2017 marked the third year that we hosted Girls Who Code‘s Summer Immersion Program, a seven-week program that gives young girls an opportunity to build computer science skills they’ll be able to take with them to the future. The Garage makerspace was one of the first stops the students were able to experience, and it got things started off on the right foot. The girls in the program were inspired to bring the maker spirit in everything they built, even inspiring a couple of teams to use 3D printing and IoT concepts in their final projects. My favorite project from the group was a game that was built to be played without the aid of sight. The team incorporated braille into the laser cut enclosure that housed their project and featured two big buttons that would help the player navigate a choose your own adventure style piece of interactive fiction. The team needed a bit of help with getting the Raspberry Pi running their code that they had written in Python but were excited to make their project work.
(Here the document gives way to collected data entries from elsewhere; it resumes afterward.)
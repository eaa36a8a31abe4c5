//! 像素索引 → 物理坐标 (毫米) 的二维仿射变换.

use nifti::NiftiHeader;

use crate::{Curve, Idx2dF};

/// 二维仿射变换 `p ↦ M·p + t`. 只读.
#[derive(Copy, Clone, Debug, PartialEq)]
pub struct Affine2d {
    /// 2×2 线性部分, 行优先.
    m: [[f64; 2]; 2],
    /// 平移部分.
    t: [f64; 2],
}

impl Default for Affine2d {
    #[inline]
    fn default() -> Self {
        Self::identity()
    }
}

impl Affine2d {
    /// 由线性部分 (行优先) 和平移部分直接构建.
    #[inline]
    pub const fn new(m: [[f64; 2]; 2], t: [f64; 2]) -> Self {
        Self { m, t }
    }

    /// 恒等变换.
    #[inline]
    pub const fn identity() -> Self {
        Self::new([[1.0, 0.0], [0.0, 1.0]], [0.0, 0.0])
    }

    /// 轴对齐的缩放 + 平移.
    #[inline]
    pub const fn from_scale_translation(scale: [f64; 2], t: [f64; 2]) -> Self {
        Self::new([[scale[0], 0.0], [0.0, scale[1]]], t)
    }

    /// 线性部分, 行优先.
    #[inline]
    pub fn linear(&self) -> [[f64; 2]; 2] {
        self.m
    }

    /// 从 nii header 中取出最佳 4×4 仿射, 并截取前两行前两列 + 平移.
    ///
    /// 选取顺序: `sform_code > 0` 时用 sform, 否则 `qform_code > 0` 时用四元数 qform,
    /// 都没有时用以体素网格中心为原点、x 轴翻转的基础仿射.
    pub fn from_header(h: &NiftiHeader) -> Self {
        if h.sform_code > 0 {
            let [a, b, _, tx] = h.srow_x.map(f64::from);
            let [c, d, _, ty] = h.srow_y.map(f64::from);
            Self::new([[a, b], [c, d]], [tx, ty])
        } else if h.qform_code > 0 {
            Self::from_qform(h)
        } else {
            Self::from_base(h)
        }
    }

    /// 四元数 qform. 第三列对二维切片没有影响, 这里直接忽略.
    fn from_qform(h: &NiftiHeader) -> Self {
        let (b, c, d) = (
            f64::from(h.quatern_b),
            f64::from(h.quatern_c),
            f64::from(h.quatern_d),
        );
        let a = (1.0 - (b * b + c * c + d * d)).max(0.0).sqrt();
        let (dx, dy) = (f64::from(h.pixdim[1]), f64::from(h.pixdim[2]));

        let r11 = a * a + b * b - c * c - d * d;
        let r12 = 2.0 * (b * c - a * d);
        let r21 = 2.0 * (b * c + a * d);
        let r22 = a * a + c * c - b * b - d * d;

        Self::new(
            [[r11 * dx, r12 * dy], [r21 * dx, r22 * dy]],
            [f64::from(h.quatern_x), f64::from(h.quatern_y)],
        )
    }

    /// 没有任何方向信息时的基础仿射.
    fn from_base(h: &NiftiHeader) -> Self {
        let ndim = h.dim[0] as usize;
        let axis = |k: usize| -> (f64, f64) {
            if k <= ndim {
                (f64::from(h.dim[k]), f64::from(h.pixdim[k]))
            } else {
                (1.0, 1.0)
            }
        };
        let (nx, dx) = axis(1);
        let (ny, dy) = axis(2);
        Self::new(
            [[-dx, 0.0], [0.0, dy]],
            [(nx - 1.0) / 2.0 * dx, -(ny - 1.0) / 2.0 * dy],
        )
    }

    /// 线性部分的行列式.
    #[inline]
    pub fn det(&self) -> f64 {
        let [[a, b], [c, d]] = self.m;
        a * d - b * c
    }

    /// 逆变换. 线性部分奇异时返回 `None`.
    pub fn inverse(&self) -> Option<Self> {
        let det = self.det();
        if det == 0.0 || !det.is_finite() {
            return None;
        }
        let [[a, b], [c, d]] = self.m;
        let m = [[d / det, -b / det], [-c / det, a / det]];
        let [tx, ty] = self.t;
        let t = [
            -(m[0][0] * tx + m[0][1] * ty),
            -(m[1][0] * tx + m[1][1] * ty),
        ];
        Some(Self::new(m, t))
    }

    /// 计算 `M·p + t`.
    #[inline]
    pub fn apply(&self, (p0, p1): Idx2dF) -> Idx2dF {
        let [[a, b], [c, d]] = self.m;
        let [tx, ty] = self.t;
        (a * p0 + b * p1 + tx, c * p0 + d * p1 + ty)
    }

    /// 将像素空间轮廓逐点映射为物理曲线. 长度与顺序保持不变.
    pub fn map_contour(&self, contour: &[Idx2dF]) -> Curve {
        contour.iter().map(|&p| self.apply(p)).collect()
    }
}
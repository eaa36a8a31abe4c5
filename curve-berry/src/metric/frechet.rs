//! 离散 Fréchet 距离.

use super::point_distance;
use crate::Idx2dF;

/// 两条折线 `p`, `q` 之间的离散 Fréchet 距离.
///
/// 逐行迭代的动态规划, 只保留两行状态:
/// `ca[i][j] = max(min(ca[i-1][j], ca[i-1][j-1], ca[i][j-1]), |p_i - q_j|)`.
/// 任一曲线为空时返回 NaN.
pub fn frechet(p: &[Idx2dF], q: &[Idx2dF]) -> f64 {
    if p.is_empty() || q.is_empty() {
        return f64::NAN;
    }
    let mut prev = vec![0.0f64; q.len()];
    let mut cur = vec![0.0f64; q.len()];

    for (i, &pi) in p.iter().enumerate() {
        for (j, &qj) in q.iter().enumerate() {
            let d = point_distance(pi, qj);
            cur[j] = match (i, j) {
                (0, 0) => d,
                (0, _) => cur[j - 1].max(d),
                (_, 0) => prev[0].max(d),
                _ => prev[j].min(prev[j - 1]).min(cur[j - 1]).max(d),
            };
        }
        std::mem::swap(&mut prev, &mut cur);
    }
    prev[q.len() - 1]
}

#[cfg(test)]
mod tests {
    use super::*;

    fn f64_eq(a: f64, b: f64) -> bool {
        (a - b).abs() < 1e-12
    }

    /// 教科书式的递归定义, 仅用于对照.
    fn frechet_naive(p: &[Idx2dF], q: &[Idx2dF]) -> f64 {
        fn c(p: &[Idx2dF], q: &[Idx2dF], i: usize, j: usize) -> f64 {
            let d = point_distance(p[i], q[j]);
            match (i, j) {
                (0, 0) => d,
                (0, _) => c(p, q, 0, j - 1).max(d),
                (_, 0) => c(p, q, i - 1, 0).max(d),
                _ => c(p, q, i - 1, j)
                    .min(c(p, q, i - 1, j - 1))
                    .min(c(p, q, i, j - 1))
                    .max(d),
            }
        }
        c(p, q, p.len() - 1, q.len() - 1)
    }

    fn wobble(n: usize, phase: f64) -> Vec<Idx2dF> {
        (0..n)
            .map(|i| {
                let t = i as f64 * 0.7 + phase;
                (i as f64 + t.sin(), (2.0 * t).cos() * 1.5)
            })
            .collect()
    }

    #[test]
    fn test_identical_is_zero() {
        let p = wobble(9, 0.0);
        assert_eq!(frechet(&p, &p), 0.0);
    }

    #[test]
    fn test_small_known() {
        let p = [(0.0, 0.0), (1.0, 0.0), (2.0, 0.0)];
        let q = [(0.0, 1.0), (2.0, 1.0)];
        assert!(f64_eq(frechet(&p, &q), 2f64.sqrt()));
        assert!(f64_eq(frechet(&q, &p), 2f64.sqrt()));
    }

    #[test]
    fn test_parallel_offset() {
        let p: Vec<_> = (0..20).map(|i| (f64::from(i), 0.0)).collect();
        let q: Vec<_> = (0..20).map(|i| (f64::from(i), 1.0)).collect();
        assert!(f64_eq(frechet(&p, &q), 1.0));
    }

    #[test]
    fn test_against_recursion() {
        let p = wobble(7, 0.3);
        let q = wobble(6, 1.9);
        let expected = frechet_naive(&p, &q);
        assert!(f64_eq(frechet(&p, &q), expected));
        assert!(f64_eq(frechet(&q, &p), expected));
    }

    #[test]
    fn test_empty_is_nan() {
        assert!(frechet(&[], &[(0.0, 0.0)]).is_nan());
        assert!(frechet(&[(0.0, 0.0)], &[]).is_nan());
    }
}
2017 was also the second year that Microsoft’s company-wide One Week Hackathon included a Hack for Good component. Based on the success of the previous year, this time around teams were encouraged to hack alongside their non-profit partners. We hosted two matchmaking sessions to connect non-profits to Microsoft employees that were excited to solve some problems. Through these sessions, twelve projects were launched and worked on during the event. One of these projects was a partnership with Benetech that aspired to make textbooks more accessible through a machine learning system that would be able to identify mathematical equations. Recently, we heard from the non-profit that they were able to acquire funding for a pilot this year that would start with digitizing five books, and see where they could go from there.
Since 2013, Microsoft has been a proud partner in Code.org’s Hour of Code, bringing students exposure to programming. Over the years, more and more schools have adopted computer science education. This year, we worked to find locations that would benefit from our training sessions, and hosted workshops at De Marillac Academy in San Francisco’s Tenderloin neighborhood, the Boys & Girls Clubs of the Peninsula in Redwood City, and Ocala STEAM Academy in San Jose, a City Year partner school. While the organizations and locations differed greatly, the one thing they had in common was that the students were incredibly excited to participate and learn. The workshop invited students to write code for the BBC micro:Bit, a microcontroller with a five by five array of LEDs that can be lit up in response to the code the students write. For a generation that grew up with smartphones and tablets, it was incredibly rewarding to see students showing each other the patterns they made appear and teaching each other the code they used to make it happen.
We continue to evolve our programs and partnerships, learning from past years to determine our direction for the future. Judging by our momentum in the past few years and the amazing results we saw in 2017, this year is going to be great.